> [Task material]:
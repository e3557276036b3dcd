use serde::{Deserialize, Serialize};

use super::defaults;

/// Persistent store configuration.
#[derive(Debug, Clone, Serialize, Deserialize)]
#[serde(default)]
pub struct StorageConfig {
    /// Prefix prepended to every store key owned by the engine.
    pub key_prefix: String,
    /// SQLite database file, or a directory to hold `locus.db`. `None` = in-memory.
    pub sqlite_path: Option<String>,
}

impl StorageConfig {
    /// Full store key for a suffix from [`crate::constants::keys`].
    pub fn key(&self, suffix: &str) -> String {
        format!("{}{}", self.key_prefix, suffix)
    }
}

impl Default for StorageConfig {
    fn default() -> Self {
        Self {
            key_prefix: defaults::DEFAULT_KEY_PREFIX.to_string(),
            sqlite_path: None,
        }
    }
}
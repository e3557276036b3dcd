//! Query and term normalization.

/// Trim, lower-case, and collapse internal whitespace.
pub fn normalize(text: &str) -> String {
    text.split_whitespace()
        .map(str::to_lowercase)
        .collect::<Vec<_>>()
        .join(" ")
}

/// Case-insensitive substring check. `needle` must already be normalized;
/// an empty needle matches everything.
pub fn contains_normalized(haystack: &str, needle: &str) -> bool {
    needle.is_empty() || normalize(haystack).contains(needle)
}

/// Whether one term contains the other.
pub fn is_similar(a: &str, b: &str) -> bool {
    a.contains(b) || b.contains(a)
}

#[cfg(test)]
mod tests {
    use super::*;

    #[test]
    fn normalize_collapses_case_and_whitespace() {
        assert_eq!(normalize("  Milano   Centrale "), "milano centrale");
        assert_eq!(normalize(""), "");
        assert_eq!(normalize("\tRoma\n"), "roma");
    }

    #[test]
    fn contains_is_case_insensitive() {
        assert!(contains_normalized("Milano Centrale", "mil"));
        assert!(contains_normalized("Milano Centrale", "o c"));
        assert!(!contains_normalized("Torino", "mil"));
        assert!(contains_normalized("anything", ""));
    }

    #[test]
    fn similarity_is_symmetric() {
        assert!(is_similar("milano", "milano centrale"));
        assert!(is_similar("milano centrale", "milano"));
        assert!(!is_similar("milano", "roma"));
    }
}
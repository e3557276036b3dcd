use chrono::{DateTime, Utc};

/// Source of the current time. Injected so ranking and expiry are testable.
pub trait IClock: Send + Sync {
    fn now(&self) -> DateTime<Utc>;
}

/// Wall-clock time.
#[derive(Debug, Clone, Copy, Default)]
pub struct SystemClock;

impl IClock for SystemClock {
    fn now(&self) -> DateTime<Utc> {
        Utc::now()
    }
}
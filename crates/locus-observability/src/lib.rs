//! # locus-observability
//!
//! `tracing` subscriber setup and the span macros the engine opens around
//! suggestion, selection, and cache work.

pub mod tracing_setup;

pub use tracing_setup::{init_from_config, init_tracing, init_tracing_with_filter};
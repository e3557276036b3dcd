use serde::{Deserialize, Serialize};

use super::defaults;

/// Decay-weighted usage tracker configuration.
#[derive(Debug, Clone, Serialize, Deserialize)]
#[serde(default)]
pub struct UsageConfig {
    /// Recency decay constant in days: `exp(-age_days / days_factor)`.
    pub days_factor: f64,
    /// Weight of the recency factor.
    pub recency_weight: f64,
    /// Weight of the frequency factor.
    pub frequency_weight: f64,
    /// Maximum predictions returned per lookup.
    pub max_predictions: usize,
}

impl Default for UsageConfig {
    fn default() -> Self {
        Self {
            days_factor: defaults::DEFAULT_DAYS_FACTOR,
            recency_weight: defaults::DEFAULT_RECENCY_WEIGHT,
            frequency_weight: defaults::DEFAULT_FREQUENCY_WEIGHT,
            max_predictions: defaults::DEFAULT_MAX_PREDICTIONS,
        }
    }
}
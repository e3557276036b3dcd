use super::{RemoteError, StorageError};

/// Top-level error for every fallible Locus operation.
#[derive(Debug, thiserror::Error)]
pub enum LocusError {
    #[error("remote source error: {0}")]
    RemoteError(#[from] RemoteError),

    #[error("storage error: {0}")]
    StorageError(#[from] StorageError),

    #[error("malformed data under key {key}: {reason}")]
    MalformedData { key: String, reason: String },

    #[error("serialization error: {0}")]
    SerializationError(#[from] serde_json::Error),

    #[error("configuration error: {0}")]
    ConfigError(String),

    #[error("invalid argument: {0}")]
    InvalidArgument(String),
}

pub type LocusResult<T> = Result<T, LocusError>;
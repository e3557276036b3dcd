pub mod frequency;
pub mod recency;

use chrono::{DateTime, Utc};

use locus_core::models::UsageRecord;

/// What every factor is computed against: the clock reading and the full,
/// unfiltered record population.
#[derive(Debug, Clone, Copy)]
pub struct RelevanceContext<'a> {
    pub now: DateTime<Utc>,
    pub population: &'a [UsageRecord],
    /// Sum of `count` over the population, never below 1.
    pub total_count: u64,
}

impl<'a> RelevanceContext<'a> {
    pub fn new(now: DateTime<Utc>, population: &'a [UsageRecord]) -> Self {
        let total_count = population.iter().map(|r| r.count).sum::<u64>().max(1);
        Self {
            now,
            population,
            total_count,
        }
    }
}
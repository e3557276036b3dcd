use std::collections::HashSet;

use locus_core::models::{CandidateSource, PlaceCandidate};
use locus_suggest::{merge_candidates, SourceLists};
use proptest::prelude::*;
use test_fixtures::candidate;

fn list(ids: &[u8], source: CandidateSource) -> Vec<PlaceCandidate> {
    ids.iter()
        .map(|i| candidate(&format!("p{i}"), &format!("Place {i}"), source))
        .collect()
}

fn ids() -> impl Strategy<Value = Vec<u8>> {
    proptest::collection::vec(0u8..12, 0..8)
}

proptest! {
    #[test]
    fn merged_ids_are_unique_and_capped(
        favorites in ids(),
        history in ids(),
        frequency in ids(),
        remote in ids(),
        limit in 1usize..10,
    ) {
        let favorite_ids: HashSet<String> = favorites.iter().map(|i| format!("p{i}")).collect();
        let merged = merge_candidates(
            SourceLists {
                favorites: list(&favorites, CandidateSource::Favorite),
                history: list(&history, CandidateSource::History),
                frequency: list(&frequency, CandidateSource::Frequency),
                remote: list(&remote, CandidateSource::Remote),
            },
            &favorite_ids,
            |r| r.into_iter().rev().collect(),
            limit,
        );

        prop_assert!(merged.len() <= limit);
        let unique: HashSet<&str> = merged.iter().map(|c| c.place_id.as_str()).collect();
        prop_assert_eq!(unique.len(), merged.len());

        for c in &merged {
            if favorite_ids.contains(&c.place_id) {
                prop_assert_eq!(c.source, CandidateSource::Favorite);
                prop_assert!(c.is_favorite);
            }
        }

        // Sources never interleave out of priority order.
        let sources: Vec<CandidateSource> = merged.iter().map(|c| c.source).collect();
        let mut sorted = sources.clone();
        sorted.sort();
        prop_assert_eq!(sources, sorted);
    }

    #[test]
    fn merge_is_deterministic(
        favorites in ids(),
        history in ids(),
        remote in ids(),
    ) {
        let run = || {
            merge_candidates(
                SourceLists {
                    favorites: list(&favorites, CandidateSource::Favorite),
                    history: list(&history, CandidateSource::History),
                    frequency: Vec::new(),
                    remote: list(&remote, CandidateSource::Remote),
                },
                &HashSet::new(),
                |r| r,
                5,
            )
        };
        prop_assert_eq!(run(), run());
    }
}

---

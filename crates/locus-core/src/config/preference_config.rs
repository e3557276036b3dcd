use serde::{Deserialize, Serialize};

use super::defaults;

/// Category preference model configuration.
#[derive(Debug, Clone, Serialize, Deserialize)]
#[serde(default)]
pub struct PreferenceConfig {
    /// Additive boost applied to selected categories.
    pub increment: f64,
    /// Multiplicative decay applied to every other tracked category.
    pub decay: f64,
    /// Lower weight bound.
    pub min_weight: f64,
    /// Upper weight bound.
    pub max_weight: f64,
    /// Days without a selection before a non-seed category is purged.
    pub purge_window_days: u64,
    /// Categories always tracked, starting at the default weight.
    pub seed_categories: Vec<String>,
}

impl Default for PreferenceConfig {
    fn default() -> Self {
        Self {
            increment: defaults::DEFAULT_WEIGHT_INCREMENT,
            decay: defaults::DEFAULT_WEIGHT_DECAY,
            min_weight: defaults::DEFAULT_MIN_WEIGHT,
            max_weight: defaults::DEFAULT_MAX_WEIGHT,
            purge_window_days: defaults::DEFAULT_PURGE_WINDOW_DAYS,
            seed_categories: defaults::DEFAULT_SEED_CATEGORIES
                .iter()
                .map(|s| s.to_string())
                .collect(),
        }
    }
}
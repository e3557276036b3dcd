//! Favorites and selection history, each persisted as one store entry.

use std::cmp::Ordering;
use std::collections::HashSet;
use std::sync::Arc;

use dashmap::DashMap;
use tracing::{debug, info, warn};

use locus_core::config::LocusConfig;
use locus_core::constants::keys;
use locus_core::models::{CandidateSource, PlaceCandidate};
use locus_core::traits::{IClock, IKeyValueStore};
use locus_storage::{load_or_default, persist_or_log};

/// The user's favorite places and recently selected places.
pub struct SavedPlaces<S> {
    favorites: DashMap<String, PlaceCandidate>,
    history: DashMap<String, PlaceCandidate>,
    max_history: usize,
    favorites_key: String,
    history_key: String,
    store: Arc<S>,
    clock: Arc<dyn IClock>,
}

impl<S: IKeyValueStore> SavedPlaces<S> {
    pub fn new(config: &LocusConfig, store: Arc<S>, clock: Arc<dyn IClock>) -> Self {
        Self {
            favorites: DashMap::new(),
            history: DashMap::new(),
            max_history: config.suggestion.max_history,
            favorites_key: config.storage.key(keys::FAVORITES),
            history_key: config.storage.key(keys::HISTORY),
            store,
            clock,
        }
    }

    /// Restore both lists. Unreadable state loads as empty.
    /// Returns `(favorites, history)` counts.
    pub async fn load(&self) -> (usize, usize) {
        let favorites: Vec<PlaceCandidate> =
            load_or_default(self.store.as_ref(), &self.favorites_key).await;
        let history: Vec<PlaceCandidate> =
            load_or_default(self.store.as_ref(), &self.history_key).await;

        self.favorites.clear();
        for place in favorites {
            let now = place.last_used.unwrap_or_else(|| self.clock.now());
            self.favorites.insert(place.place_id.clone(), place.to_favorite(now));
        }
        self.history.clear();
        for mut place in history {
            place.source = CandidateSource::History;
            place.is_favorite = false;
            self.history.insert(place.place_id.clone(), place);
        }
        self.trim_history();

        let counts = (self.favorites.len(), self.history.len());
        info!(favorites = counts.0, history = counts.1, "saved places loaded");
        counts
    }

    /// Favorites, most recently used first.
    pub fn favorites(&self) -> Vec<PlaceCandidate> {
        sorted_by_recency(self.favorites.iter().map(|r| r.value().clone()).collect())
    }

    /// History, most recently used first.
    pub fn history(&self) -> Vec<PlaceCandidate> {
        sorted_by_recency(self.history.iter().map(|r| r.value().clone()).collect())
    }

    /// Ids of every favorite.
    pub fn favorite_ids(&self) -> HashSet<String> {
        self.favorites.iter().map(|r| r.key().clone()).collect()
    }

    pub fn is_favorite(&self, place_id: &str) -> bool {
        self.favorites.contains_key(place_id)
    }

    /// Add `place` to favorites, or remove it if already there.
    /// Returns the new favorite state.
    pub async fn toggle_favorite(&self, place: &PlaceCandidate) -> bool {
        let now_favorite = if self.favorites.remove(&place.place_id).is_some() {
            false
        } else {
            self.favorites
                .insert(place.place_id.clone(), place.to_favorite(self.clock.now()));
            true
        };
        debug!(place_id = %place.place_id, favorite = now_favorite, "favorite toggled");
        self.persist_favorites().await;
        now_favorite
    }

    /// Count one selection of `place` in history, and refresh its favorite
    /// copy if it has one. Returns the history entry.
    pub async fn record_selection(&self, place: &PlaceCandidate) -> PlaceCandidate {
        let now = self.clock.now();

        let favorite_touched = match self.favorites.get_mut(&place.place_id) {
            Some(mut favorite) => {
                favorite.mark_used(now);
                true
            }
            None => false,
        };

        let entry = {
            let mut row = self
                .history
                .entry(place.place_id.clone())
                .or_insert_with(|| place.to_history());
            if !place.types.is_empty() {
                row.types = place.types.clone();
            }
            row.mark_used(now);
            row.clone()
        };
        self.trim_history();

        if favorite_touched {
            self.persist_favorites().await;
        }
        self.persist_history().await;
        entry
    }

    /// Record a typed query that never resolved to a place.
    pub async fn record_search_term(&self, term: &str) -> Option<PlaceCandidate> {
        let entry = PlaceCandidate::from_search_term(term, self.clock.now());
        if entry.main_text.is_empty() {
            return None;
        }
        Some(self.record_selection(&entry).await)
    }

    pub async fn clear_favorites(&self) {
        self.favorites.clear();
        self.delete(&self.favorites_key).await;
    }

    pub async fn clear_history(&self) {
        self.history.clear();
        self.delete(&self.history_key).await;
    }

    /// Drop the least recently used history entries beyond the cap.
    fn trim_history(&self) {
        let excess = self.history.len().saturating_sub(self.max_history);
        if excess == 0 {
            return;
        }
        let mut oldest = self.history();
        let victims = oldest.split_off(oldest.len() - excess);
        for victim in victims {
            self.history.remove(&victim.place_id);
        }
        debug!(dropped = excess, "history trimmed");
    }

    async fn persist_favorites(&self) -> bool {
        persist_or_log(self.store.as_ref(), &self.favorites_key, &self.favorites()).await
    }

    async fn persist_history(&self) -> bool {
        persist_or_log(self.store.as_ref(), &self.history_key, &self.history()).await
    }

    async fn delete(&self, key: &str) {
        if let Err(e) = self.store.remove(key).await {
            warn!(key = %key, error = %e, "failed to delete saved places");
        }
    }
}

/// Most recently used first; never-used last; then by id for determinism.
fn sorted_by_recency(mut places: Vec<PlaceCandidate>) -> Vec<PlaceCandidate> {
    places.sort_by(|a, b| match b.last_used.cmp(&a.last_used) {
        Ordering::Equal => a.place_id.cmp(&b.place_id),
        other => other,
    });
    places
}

> [How to complete this task]:
Report how many lines of the entries above contain "DashMap", and give no other output.

> [Answer]:
5